Русский классический роман Гончарова и Тургенева, Толстого и Достоевского реализовал установку на то, «чтобы читатель воспринял художественный текст как эквивалент действительности»[196]. Значимость «эпилога у Достоевского, общая с эпилогами романов Тургенева или Л. Толстого,  в том, чтобы верифицировать всё описанное, подчеркнуть его неотменяемость, необратимость, не-придуманность и непроизвольность»[197]. При этом закономерно возрастает значимость внутренней, личностной стороны для полноты и убедительности литературной презентации героя. «Изображенный мир предстает «самоявленным» благодаря полноте самосознания персонажа»[198].
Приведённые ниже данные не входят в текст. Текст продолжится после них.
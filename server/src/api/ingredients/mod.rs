pub mod create;
pub mod list;
pub mod search;

use crate::SharedState;
use axum::routing::get;
use axum::Router;
use utoipa::OpenApi;

/// Returns the router for /api/ingredients endpoints (mounted at /api/ingredients)
pub fn router() -> Router<SharedState> {
    Router::new()
        .route(
            "/",
            get(list::list_ingredients).post(create::create_ingredient),
        )
        .route("/search", get(search::search_ingredients))
}

#[derive(OpenApi)]
#[openapi(
    paths(
        list::list_ingredients,
        create::create_ingredient,
        search::search_ingredients,
    ),
    components(schemas(
        list::ListIngredientsResponse,
        create::CreateIngredientRequest,
        search::SearchIngredientsResponse,
    ))
)]
pub struct ApiDoc;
В рассказывании о жизни своих персонажей реализм достигает глубокого органического единства внешнего и внутреннего характера и самости. Это две стороны нарративной идентичности героя как единого целого. Так, например, лень Обломова составляет доминирующую негативную черту его характера («обломовщину»), неотделимую, однако, от его внутренней естественности, природности, «солнечности»[199]. В подобного рода двуединстве героев кроется специфическая прелесть классического реализма.

Реалистические романы классиков являют нам типические характеры, оживляемые изнутри личностным своеобразием каждого героя. Миры этих произведений наполнены не «положительными» и «отрицательными» персонажами, а «живыми людьми», которые входят в кругозор читателя наравне с его реальными современниками. Глубина раскрытия этих вымышленных фигур делает их для читателя как бы даже «более реальными», чем действительные люди, внутреняя сторона жизни которых скрыта от постороннего наблюдателя, поскольку никем не рассказана.

На этом фоне экзистенциального единства каждого отдельного существования, единства мыслимого в классическую эпоху в качестве нормы жизни, начиная с 1860-х гг. выделяются сюжетообразующие кризисы идентичности, психологический феномен которых примерно век спустя был изучен и описан Эриксоном. Знаменательна в этом отношении фигура Базарова в романе «Отцы и дети».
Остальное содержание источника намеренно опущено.